Ninety-five percent of the world's consumers live outside of the United States. Your Administration has promoted Free Trade Agreements with South Korea, Panama and Columbia as a way to open up markets for US goods and create jobs. However, you have yet to send these agreements to Congress for approval. These agreements will support jobs and increase exports of American-made goods by billions of dollars. Congress has been waiting for many months on these agreements and stands ready to act.

Bipartisan cooperation is possible. Earlier this year, the House and Senate worked with you and together we repealed the onerous 1099 tax provision from your health care law. Section 9006 of your 2,400 page health care law would have forced small businesses, the backbone of our economy, to file a tax form with the IRS and any vendor or contractor to which the business paid $600 or more for goods or equipments during the year. Together we made this change and as a result our job creators will not be buried in paperwork.

While we worked together to address over regulation in the form of the 1099 tax provision, our small businesses and farmers still face numerous roadblocks to job creation. H.R. 872, the Reducing Regulatory Burdens Act by Congressman Bob Gibbs would cut down on redundant permitting requirements and astronomical fines targeting our farmers who are true stewards of our land.
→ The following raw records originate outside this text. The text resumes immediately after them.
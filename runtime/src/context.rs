//! Per-invocation argument context.
//!
//! The executor fills an [`ArgumentContext`] with the resolved inputs of one
//! graph node and with mutable borrows of that node's pre-allocated outputs,
//! then hands it to the node's kernel handle. The context never allocates
//! kernel outputs; it only exposes storage the executor already owns.

use std::any::Any;
use std::collections::HashMap;

use kiln_device::{Buffer, Scalar};
use smallvec::SmallVec;
use snafu::OptionExt;

use crate::arg::{Arg, ArgKind, OutArg};
use crate::error::{Direction, Error, IndexOutOfRangeSnafu, Result};

fn mismatch(direction: Direction, index: usize, expected: &'static str, actual: &'static str) -> Error {
    Error::TypeMismatch { direction, index, expected, actual }
}

/// Ordered input arguments; position is the kernel parameter index.
#[derive(Debug, Default)]
pub struct Inputs<'a> {
    args: SmallVec<[Arg<'a>; 8]>,
}

impl<'a> Inputs<'a> {
    pub fn len(&self) -> usize {
        self.args.len()
    }

    pub fn is_empty(&self) -> bool {
        self.args.is_empty()
    }

    pub fn kinds(&self) -> impl Iterator<Item = ArgKind> + '_ {
        self.args.iter().map(Arg::kind)
    }

    pub fn get(&self, index: usize) -> Result<&Arg<'a>> {
        let len = self.args.len();
        self.args.get(index).ok_or_else(|| IndexOutOfRangeSnafu { direction: Direction::Input, index, len }.build())
    }

    /// Input `index` reinterpreted as `T`.
    ///
    /// `T` may be the payload of any tag: `Buffer`, `Scalar`, `SequenceRef`,
    /// `OpaqueRef`, or the type of a plain value argument.
    pub fn arg<T: 'static>(&self, index: usize) -> Result<&T> {
        let arg = self.get(index)?;
        let found: Option<&T> = match arg {
            Arg::Buffer(buffer) => (*buffer as &dyn Any).downcast_ref(),
            Arg::Scalar(scalar) => (scalar as &dyn Any).downcast_ref(),
            Arg::Sequence(seq) => (*seq as &dyn Any).downcast_ref(),
            Arg::Opaque(opaque) => (*opaque as &dyn Any).downcast_ref(),
            Arg::Value { value, .. } => value.downcast_ref(),
        };
        found.ok_or_else(|| mismatch(Direction::Input, index, std::any::type_name::<T>(), arg.type_name()))
    }

    pub fn buffer(&self, index: usize) -> Result<&'a Buffer> {
        match self.get(index)? {
            Arg::Buffer(buffer) => Ok(*buffer),
            other => Err(mismatch(Direction::Input, index, ArgKind::Buffer.name(), other.type_name())),
        }
    }

    pub fn scalar(&self, index: usize) -> Result<&Scalar> {
        match self.get(index)? {
            Arg::Scalar(scalar) => Ok(scalar),
            other => Err(mismatch(Direction::Input, index, ArgKind::Scalar.name(), other.type_name())),
        }
    }

    pub fn sequence<T: 'static>(&self, index: usize) -> Result<&'a [T]> {
        let expected = std::any::type_name::<Vec<T>>();
        match self.get(index)? {
            Arg::Sequence(seq) => {
                seq.rref::<T>().map(Vec::as_slice).ok_or_else(|| mismatch(Direction::Input, index, expected, seq.type_name()))
            }
            other => Err(mismatch(Direction::Input, index, expected, other.type_name())),
        }
    }

    pub fn opaque<T: 'static>(&self, index: usize) -> Result<&'a T> {
        let expected = std::any::type_name::<T>();
        match self.get(index)? {
            Arg::Opaque(opaque) => {
                opaque.rref::<T>().ok_or_else(|| mismatch(Direction::Input, index, expected, opaque.type_name()))
            }
            other => Err(mismatch(Direction::Input, index, expected, other.type_name())),
        }
    }

    /// Plain value argument of type `T`.
    pub fn value<T: 'static>(&self, index: usize) -> Result<&'a T> {
        let expected = std::any::type_name::<T>();
        match self.get(index)? {
            Arg::Value { value, type_name } => {
                value.downcast_ref::<T>().ok_or_else(|| mismatch(Direction::Input, index, expected, *type_name))
            }
            other => Err(mismatch(Direction::Input, index, expected, other.type_name())),
        }
    }
}

/// Output slots keyed by output index.
#[derive(Debug, Default)]
pub struct Outputs<'a> {
    slots: HashMap<usize, OutArg<'a>>,
}

impl<'a> Outputs<'a> {
    pub fn len(&self) -> usize {
        self.slots.len()
    }

    pub fn is_empty(&self) -> bool {
        self.slots.is_empty()
    }

    pub fn contains(&self, index: usize) -> bool {
        self.slots.contains_key(&index)
    }

    pub fn buffer(&mut self, index: usize) -> Result<&mut Buffer> {
        self.slot(index)?.buffer(index)
    }

    pub fn scalar(&mut self, index: usize) -> Result<&mut Scalar> {
        self.slot(index)?.scalar(index)
    }

    pub fn sequence<T: 'static>(&mut self, index: usize) -> Result<&mut Vec<T>> {
        self.slot(index)?.sequence(index)
    }

    pub fn opaque<T: 'static>(&mut self, index: usize) -> Result<&mut T> {
        self.slot(index)?.opaque(index)
    }

    fn slot(&mut self, index: usize) -> Result<&mut OutArg<'a>> {
        let len = self.slots.len();
        self.slots.get_mut(&index).context(IndexOutOfRangeSnafu { direction: Direction::Output, index, len })
    }

    pub(crate) fn bound_buffers(&self) -> impl Iterator<Item = (usize, &Buffer)> + '_ {
        self.slots.iter().filter_map(|(index, slot)| match slot {
            OutArg::Buffer(buffer) => Some((*index, &**buffer)),
            _ => None,
        })
    }

    pub(crate) fn get(&self, index: usize) -> Option<&OutArg<'a>> {
        self.slots.get(&index)
    }

    /// Disjoint borrows of slots `0..N`, in index order.
    ///
    /// Slots stay in the map, so a failed or finished dispatch leaves every
    /// binding visible to the executor.
    pub(crate) fn slots_mut<const N: usize>(&mut self) -> [Option<&mut OutArg<'a>>; N] {
        let mut slots: [Option<&mut OutArg<'a>>; N] = std::array::from_fn(|_| None);
        for (index, slot) in &mut self.slots {
            if let Some(entry) = slots.get_mut(*index) {
                *entry = Some(slot);
            }
        }
        slots
    }
}

impl OutArg<'_> {
    pub(crate) fn buffer(&mut self, index: usize) -> Result<&mut Buffer> {
        match self {
            OutArg::Buffer(buffer) => Ok(&mut **buffer),
            other => Err(mismatch(Direction::Output, index, ArgKind::Buffer.name(), other.type_name())),
        }
    }

    pub(crate) fn scalar(&mut self, index: usize) -> Result<&mut Scalar> {
        match self {
            OutArg::Scalar(scalar) => Ok(&mut **scalar),
            other => Err(mismatch(Direction::Output, index, ArgKind::Scalar.name(), other.type_name())),
        }
    }

    pub(crate) fn sequence<T: 'static>(&mut self, index: usize) -> Result<&mut Vec<T>> {
        let expected = std::any::type_name::<Vec<T>>();
        match self {
            OutArg::Sequence(seq) => {
                let found = seq.type_name();
                seq.wref::<T>().ok_or_else(|| mismatch(Direction::Output, index, expected, found))
            }
            other => Err(mismatch(Direction::Output, index, expected, other.type_name())),
        }
    }

    pub(crate) fn opaque<T: 'static>(&mut self, index: usize) -> Result<&mut T> {
        let expected = std::any::type_name::<T>();
        match self {
            OutArg::Opaque(opaque) => {
                let found = opaque.type_name();
                opaque.wref::<T>().ok_or_else(|| mismatch(Direction::Output, index, expected, found))
            }
            other => Err(mismatch(Direction::Output, index, expected, other.type_name())),
        }
    }
}

/// Arguments of one kernel invocation.
///
/// Created fresh by the executor for every call and dropped when the call
/// returns. Never shared between invocations.
#[derive(Debug, Default)]
pub struct ArgumentContext<'a> {
    inputs: Inputs<'a>,
    outputs: Outputs<'a>,
}

impl<'a> ArgumentContext<'a> {
    pub fn new() -> Self {
        Self::default()
    }

    /// Append the next positional input.
    pub fn push_input(&mut self, arg: impl Into<Arg<'a>>) {
        self.inputs.args.push(arg.into());
    }

    pub fn with_input(mut self, arg: impl Into<Arg<'a>>) -> Self {
        self.push_input(arg);
        self
    }

    /// Append a plain value input.
    pub fn push_value<T: 'static>(&mut self, value: &'a T) {
        self.inputs.args.push(Arg::value(value));
    }

    pub fn with_value<T: 'static>(mut self, value: &'a T) -> Self {
        self.push_value(value);
        self
    }

    /// Bind output `index` to executor storage, returning the previous slot.
    pub fn bind_output(&mut self, index: usize, slot: impl Into<OutArg<'a>>) -> Option<OutArg<'a>> {
        self.outputs.slots.insert(index, slot.into())
    }

    pub fn with_output(mut self, index: usize, slot: impl Into<OutArg<'a>>) -> Self {
        self.bind_output(index, slot);
        self
    }

    pub fn input_count(&self) -> usize {
        self.inputs.len()
    }

    pub fn output_count(&self) -> usize {
        self.outputs.len()
    }

    pub fn inputs(&self) -> &Inputs<'a> {
        &self.inputs
    }

    pub fn outputs(&self) -> &Outputs<'a> {
        &self.outputs
    }

    pub fn outputs_mut(&mut self) -> &mut Outputs<'a> {
        &mut self.outputs
    }

    /// Disjoint borrows of both halves, as the dispatcher needs them.
    pub fn split(&mut self) -> (&Inputs<'a>, &mut Outputs<'a>) {
        (&self.inputs, &mut self.outputs)
    }

    // Accessors for kernels written directly against the context.

    pub fn in_arg<T: 'static>(&self, index: usize) -> Result<&T> {
        self.inputs.arg(index)
    }

    pub fn in_buffer(&self, index: usize) -> Result<&'a Buffer> {
        self.inputs.buffer(index)
    }

    pub fn in_scalar(&self, index: usize) -> Result<Scalar> {
        self.inputs.scalar(index).copied()
    }

    pub fn in_sequence<T: 'static>(&self, index: usize) -> Result<&'a [T]> {
        self.inputs.sequence(index)
    }

    pub fn in_opaque<T: 'static>(&self, index: usize) -> Result<&'a T> {
        self.inputs.opaque(index)
    }

    pub fn in_value<T: 'static>(&self, index: usize) -> Result<&'a T> {
        self.inputs.value(index)
    }

    pub fn out_buffer(&mut self, index: usize) -> Result<&mut Buffer> {
        self.outputs.buffer(index)
    }

    pub fn out_scalar(&mut self, index: usize) -> Result<&mut Scalar> {
        self.outputs.scalar(index)
    }

    pub fn out_sequence<T: 'static>(&mut self, index: usize) -> Result<&mut Vec<T>> {
        self.outputs.sequence(index)
    }

    pub fn out_opaque<T: 'static>(&mut self, index: usize) -> Result<&mut T> {
        self.outputs.opaque(index)
    }
}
H.R. 910, the Energy Tax Prevention Act by Congressman Fred Upton would prevent energy taxes through regulation at a time when gas prices are high and working families are struggling. H.J. Res 37, by Congressman Greg Walden would address over-regulation by the Federal Communications Commission that only stifles innovation. H.R. 2018, the Clean Water Cooperative Federalism Act introduced by Congressman Mica and H.R. 1315, the Consumer Financial Protection and Soundness Improvement Act by Congressman Sean Duffy, also cut down on growing government regulation that is clouding our economic environment with uncertainty. Unfortunately, these bills are stuck in the United States Senate.

Reforming the patent system is another bipartisan approach at helping create jobs. While there are different approaches to attacking the backlog at the Patent Office and protecting our inventors, both the House and Senate have acted on their respective versions of the American Invents Act, which must now be resolved at conference. There are also other pieces of legislation currently climbing their way through the legislative process, including efforts to promote and strengthen public-private partnerships and strategies to regain our standing as a leader in manufacturing. No jobs bill should be off the table.

Finally, the House passed budget would cut $4.4 trillion over ten years and help us start to get out of our paralyzing national debt. This budget framework calls for closing loopholes while simplifying our costly and complicated tax code. America spends $163 billion and 6 billion hours per year navigating our tax system, and by getting rid of loopholes we can start to broaden the tax base. The House has voted to end these loopholes. While the House budget was voted down in the Senate 40-57, the Path to Prosperity remains the only budget plan offered by you, the House, or the Senate, which has not passed in more than 800 days, to receive any actual votes of support.

Just this past week, the Senate inexplicably sat on the House-passed Federal Aviation Administration Reauthorization while government workers were furloughed for two weeks, before literally taking one-minute to pass the bill that the House had originally sent them. We hope that the Senate passing bills that the House advances to them to create jobs or put people back to work becomes a pattern.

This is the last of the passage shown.